MacGowan’s a Christmas tree tradition

By Jake Davies - West Carleton Online

GALETTA – It’s becoming one of the Ottawa Valley’s newest Christmas traditions but growing the perfect Christmas tree is years in the making.

MacGowan’s Christmas Tree Farm, just outside of Galetta (4611 Mohrs Rd.) was a project Mark and Marsha MacGowan started in 2005 after purchasing roughly 75 acres along the Mississippi River. Actually, the project started before that on another farm on Farmview, but those trees didn’t quite work out.

“One of the biggest reasons we moved here was access to water,” the part-time Christmas tree farmers told West Carleton Online from their farm last Friday (Nov. 26). “We wanted the rural experience. We liked tractors, but we didn’t want animals.”

The MacGowans grow Christmas trees on about 45 acres of land leasing the other 30 out for crop farmers.

Each year they plant roughly 3,000 white spruce, balsam fir and Fraser firs trees – a total of around 45,000 trees so far.

While the MacGowans started at their current location in 2005, they didn’t sell a Christmas tree until 2012, when that first crop finally reached roughly six feet (two metres).

“In 2012 we kind of had our first tree that looked like a Christmas tree,” Mark said. “It’s quite an industry, quite an experience.”

The MacGowans plant their trees at roughly four to five-years-old.

“And then you have to grow it for six to eight years,” Marsha said. “The decision to pull a tree is made 10 years in advance.”

All the while, not earning a cent, battling issues like disease, pests or the weather itself.

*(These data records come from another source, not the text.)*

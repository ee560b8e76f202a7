//! Wire Protocol
//!
//! Message definitions and the packet codec. The gossip wire is
//! bincode-serialized [`messages::Message`] values, optionally wrapped in
//! envelopes: `Compound` bundles piggybacked gossip with probe traffic under
//! the packet size limit, `Compressed` deflates a payload, and `Encrypted`
//! carries an AES-GCM sealed payload. Envelope nesting on the wire is always
//! `Encrypted(Compressed(Compound(...)))`, outermost first.
//!
//! All parsing is defensive: malformed, undecryptable or
//! version-incompatible input is reported as an error to be dropped and
//! logged by the caller, never a panic.

pub mod codec;
pub mod messages;
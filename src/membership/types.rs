use serde::{Deserialize, Serialize};
use std::net::SocketAddr;
use std::time::Instant;

#[derive(Debug, Clone, Serialize, Deserialize, PartialEq, Eq, Hash, PartialOrd, Ord)]
pub struct NodeId(pub String);

impl NodeId {
    pub fn random() -> Self {
        Self(uuid::Uuid::new_v4().to_string())
    }
}

impl std::fmt::Display for NodeId {
    fn fmt(&self, f: &mut std::fmt::Formatter<'_>) -> std::fmt::Result {
        f.write_str(&self.0)
    }
}

#[derive(Debug, Clone, Copy, Serialize, Deserialize, PartialEq, Eq)]
pub enum NodeState {
    Alive,
    Suspect,
    Dead,
    /// Voluntarily departed. Terminal like Dead, but not a failure.
    Left,
}

impl NodeState {
    pub fn is_terminal(self) -> bool {
        matches!(self, NodeState::Dead | NodeState::Left)
    }
}

/// One member of the cluster.
///
/// `incarnation` is owned exclusively by the node it describes: only that node
/// may raise it, which is how a live node refutes a false Suspect or Dead
/// claim. `state_change` is local bookkeeping and never crosses the wire.
#[derive(Debug, Clone, Serialize, Deserialize)]
pub struct Node {
    pub id: NodeId,
    pub addr: SocketAddr,
    /// Opaque application metadata supplied by the node's delegate.
    pub meta: Vec<u8>,
    pub state: NodeState,
    pub incarnation: u64,

    #[serde(skip)]
    pub state_change: Option<Instant>,
}

impl Node {
    pub fn new(id: NodeId, addr: SocketAddr, meta: Vec<u8>, incarnation: u64) -> Self {
        Self {
            id,
            addr,
            meta,
            state: NodeState::Alive,
            incarnation,
            state_change: Some(Instant::now()),
        }
    }

    /// Whether the failure detector should still probe this node.
    pub fn is_probeable(&self) -> bool {
        matches!(self.state, NodeState::Alive | NodeState::Suspect)
    }
}
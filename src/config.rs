//! Cluster Configuration
//!
//! Every tunable recognized by the engine, plus three ready-made profiles
//! (`lan`, `wan`, `local`) with conservative defaults. Validation happens once
//! at construction time; anything that would leave the engine in a broken
//! state (bad key length, empty name, zero probe cadence) fails fast here
//! instead of surfacing later as mysterious protocol behavior.

use anyhow::{Result, bail};
use std::net::SocketAddr;
use std::time::Duration;

use crate::security::{Keyring, validate_key_len};

/// Lowest wire protocol version this build can speak.
pub const PROTOCOL_VERSION_MIN: u8 = 1;
/// Highest wire protocol version this build can speak.
pub const PROTOCOL_VERSION_MAX: u8 = 3;

#[derive(Debug, Clone)]
pub struct Config {
    /// Unique name of this node within the cluster.
    pub name: String,

    /// Address the gossip UDP socket and TCP listener bind to.
    /// Port 0 picks a free port.
    pub bind_addr: SocketAddr,

    /// Address advertised to the rest of the cluster. Required when binding
    /// to an unspecified address (0.0.0.0), useful behind NAT.
    pub advertise_addr: Option<SocketAddr>,

    /// Wire protocol version we speak. Must lie within
    /// [`PROTOCOL_VERSION_MIN`], [`PROTOCOL_VERSION_MAX`].
    pub protocol_version: u8,

    /// Timeout for establishing stream connections and for stream reads and
    /// writes (full state sync, fallback TCP pings).
    pub tcp_timeout: Duration,

    /// Number of nodes asked to relay a probe when the direct probe fails.
    pub indirect_checks: usize,

    /// Retransmit budget multiplier: a broadcast is dropped after
    /// `ceil(retransmit_mult * ln(n + 1))` transmissions.
    pub retransmit_mult: u32,

    /// Suspicion timeout multiplier:
    /// `suspicion_timeout = suspicion_mult * ln(n + 1) * probe_interval`.
    pub suspicion_mult: u32,

    /// Upper bound multiplier applied to the suspicion timeout.
    pub suspicion_max_timeout_mult: u32,

    /// Interval between full anti-entropy state exchanges. Zero disables them.
    pub push_pull_interval: Duration,

    /// Interval between failure-detector probe rounds.
    pub probe_interval: Duration,

    /// How long to wait for a direct ack before escalating to indirect and
    /// TCP probes. Should be set near the 99th percentile network RTT.
    pub probe_timeout: Duration,

    /// Disables the fallback TCP ping that is pipelined with indirect probes.
    pub disable_tcp_pings: bool,

    /// Ceiling of the local health score. Probe cadence is stretched by
    /// `(1 + score)` while the node observes its own probes failing.
    pub awareness_max_multiplier: usize,

    /// Interval of the background gossip ticker. Zero disables non-piggyback
    /// gossip entirely.
    pub gossip_interval: Duration,

    /// Number of random peers each gossip tick sends to.
    pub gossip_nodes: usize,

    /// How long dead nodes keep receiving gossip (and stay in the directory)
    /// so a falsely-declared node has a chance to refute.
    pub gossip_to_the_dead_time: Duration,

    /// Reject unencrypted incoming packets even when keys would otherwise be
    /// optional. Used when upshifting a running cluster to encryption.
    pub gossip_verify_incoming: bool,

    /// Enforce encryption of outgoing packets whenever a keyring is present.
    pub gossip_verify_outgoing: bool,

    /// Deflate-compress packets before (optional) encryption.
    pub enable_compression: bool,

    /// Primary encryption key; 16, 24 or 32 bytes selecting AES-128/192/256.
    /// Installed at index 0 of the keyring.
    pub secret_key: Option<Vec<u8>>,

    /// Pre-built keyring. Combined with `secret_key` at startup.
    pub keyring: Option<Keyring>,

    /// Version triple for delegate (application) payloads, carried on alive
    /// messages so peers can gate custom message compatibility.
    pub delegate_protocol_version: u8,
    pub delegate_protocol_min: u8,
    pub delegate_protocol_max: u8,

    /// After a node has been dead this long, a node with the same name but a
    /// different address may reclaim the identity. Zero forbids reclaim.
    pub dead_node_reclaim_time: Duration,

    /// Capacity of the inbound packet queue between the transport and the
    /// message handler.
    pub handoff_queue_depth: usize,

    /// Maximum bytes placed in a single packet. 1400 is safe for most MTUs.
    pub udp_buffer_size: usize,
}

impl Config {
    /// Sane defaults for a LAN environment. Errs on the side of caution:
    /// tuned for convergence over bandwidth.
    pub fn lan() -> Self {
        Self {
            name: uuid::Uuid::new_v4().to_string(),
            bind_addr: "0.0.0.0:7946".parse().unwrap(),
            advertise_addr: None,
            protocol_version: 2,
            tcp_timeout: Duration::from_secs(10),
            indirect_checks: 3,
            retransmit_mult: 4,
            suspicion_mult: 4,
            suspicion_max_timeout_mult: 6,
            push_pull_interval: Duration::from_secs(30),
            probe_interval: Duration::from_secs(1),
            probe_timeout: Duration::from_millis(500),
            disable_tcp_pings: false,
            awareness_max_multiplier: 8,
            gossip_interval: Duration::from_millis(200),
            gossip_nodes: 3,
            gossip_to_the_dead_time: Duration::from_secs(30),
            gossip_verify_incoming: true,
            gossip_verify_outgoing: true,
            enable_compression: true,
            secret_key: None,
            keyring: None,
            delegate_protocol_version: 0,
            delegate_protocol_min: 0,
            delegate_protocol_max: 0,
            dead_node_reclaim_time: Duration::ZERO,
            handoff_queue_depth: 1024,
            udp_buffer_size: 1400,
        }
    }

    /// Like [`Config::lan`] but tuned for WAN latencies: longer timeouts,
    /// less frequent but wider gossip.
    pub fn wan() -> Self {
        let mut config = Self::lan();
        config.tcp_timeout = Duration::from_secs(30);
        config.suspicion_mult = 6;
        config.push_pull_interval = Duration::from_secs(60);
        config.probe_timeout = Duration::from_secs(3);
        config.probe_interval = Duration::from_secs(5);
        config.gossip_nodes = 4;
        config.gossip_interval = Duration::from_millis(500);
        config.gossip_to_the_dead_time = Duration::from_secs(60);
        config
    }

    /// Like [`Config::lan`] but tuned for loopback testing: tight timeouts,
    /// a single indirect check.
    pub fn local() -> Self {
        let mut config = Self::lan();
        config.tcp_timeout = Duration::from_secs(1);
        config.indirect_checks = 1;
        config.retransmit_mult = 2;
        config.suspicion_mult = 3;
        config.push_pull_interval = Duration::from_secs(15);
        config.probe_timeout = Duration::from_millis(200);
        config.probe_interval = Duration::from_secs(1);
        config.gossip_interval = Duration::from_millis(100);
        config.gossip_to_the_dead_time = Duration::from_secs(15);
        config
    }

    /// Whether packets will be encrypted on the wire.
    pub fn encryption_enabled(&self) -> bool {
        self.secret_key.is_some()
            || self.keyring.as_ref().map(|k| !k.is_empty()).unwrap_or(false)
    }

    /// Fail-fast validation of everything that cannot be recovered from at
    /// runtime. Called once during service construction.
    pub fn validate(&self) -> Result<()> {
        if self.name.is_empty() {
            bail!("node name must not be empty");
        }
        if self.probe_interval.is_zero() {
            bail!("probe_interval must be non-zero");
        }
        if self.probe_timeout.is_zero() {
            bail!("probe_timeout must be non-zero");
        }
        if self.probe_timeout > self.probe_interval {
            bail!("probe_timeout must not exceed probe_interval");
        }
        if self.protocol_version < PROTOCOL_VERSION_MIN
            || self.protocol_version > PROTOCOL_VERSION_MAX
        {
            bail!(
                "protocol_version {} outside supported range [{}, {}]",
                self.protocol_version,
                PROTOCOL_VERSION_MIN,
                PROTOCOL_VERSION_MAX
            );
        }
        if let Some(key) = &self.secret_key {
            validate_key_len(key)?;
        }
        if self.gossip_nodes == 0 && !self.gossip_interval.is_zero() {
            bail!("gossip_nodes must be at least 1 when gossip is enabled");
        }
        if self.handoff_queue_depth == 0 {
            bail!("handoff_queue_depth must be at least 1");
        }
        if self.udp_buffer_size < 128 {
            bail!("udp_buffer_size too small to carry a probe message");
        }
        Ok(())
    }
}

#[cfg(test)]
mod tests {
    use super::*;

    #[test]
    fn test_profiles_validate() {
        Config::lan().validate().expect("lan profile should be valid");
        Config::wan().validate().expect("wan profile should be valid");
        Config::local().validate().expect("local profile should be valid");
    }

    #[test]
    fn test_empty_name_rejected() {
        let mut config = Config::local();
        config.name = String::new();
        assert!(config.validate().is_err());
    }

    #[test]
    fn test_bad_key_length_rejected() {
        let mut config = Config::local();
        config.secret_key = Some(vec![0u8; 15]);
        assert!(config.validate().is_err());

        config.secret_key = Some(vec![0u8; 32]);
        config.validate().expect("32-byte key should be accepted");
    }

    #[test]
    fn test_probe_timeout_must_fit_interval() {
        let mut config = Config::local();
        config.probe_timeout = Duration::from_secs(5);
        config.probe_interval = Duration::from_secs(1);
        assert!(config.validate().is_err());
    }

    #[test]
    fn test_encryption_enabled_flag() {
        let mut config = Config::local();
        assert!(!config.encryption_enabled());
        config.secret_key = Some(vec![7u8; 16]);
        assert!(config.encryption_enabled());
    }
}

“Every year there’s a new challenge,” Mark said. “We’re in management, so we’re used to being in control. But out here, Mother Nature is in control. And you wait and you hope Mother Nature cooperates.”

And it’s not just growing. The MacGowans usually bring on three to four summer students to help shape the trees in to the perfect holiday dimensions.

“It takes a lot of work to get that Christmas tree shape,” Mark said.

But then the holiday season arrives, and the fun part of the business begins. The MacGowan Christmas Tree Farm is open weekends (8 a.m. to 5 p.m.) only and this season opened for the first time on Nov. 20.

“It’s just a blast,” Marsha said. “It’s Christmas. Everyone is in a good mood. It’s an experience for the family. We always have a fire going.”

If the ground is frozen enough, the MacGowans offer wagon rides around the property and that is expected to happen this year. There’s hot chocolate and treats, and it’s all included in the price of the tree – of which there are only two different prices. One for trees under 10 feet and a price for those over 10 feet.

A photo of the MacGowans on a wagon.
Wagon rides are back this year at the MacGowan Christmas Tree Farm. Photo by Jake Davies

“I think we’re very reasonably priced,” Marsha said.

The MacGowans are very active in the industry and there is even a Christmas tree organization to support those in the business – the Christmas Tree Farmers of Ontario (CTFO).

“It’s been interesting through COVID-19,” Mark said. “Not every farmer is an expert in everything, growing, marketing, sales, pest and disease control. The CTFO helps us share our expertise with the entire industry. The industry is alive and well. With COVID, we notice our sales going up. I think many took that opportunity to come out as a family. We sell an experience. The young kids come, and they keep coming, and it becomes a tradition.”

“We’ve seen kids grow up here,” Marsha said. “People have established traditions. They don’t want anything different; they want to come here and renew their tradition.”

The MacGowan Christmas Tree Farm also offers homemade wreaths made from the farm’s own Fraser firs as well as some specialty Christmas tree ornaments made in Germany.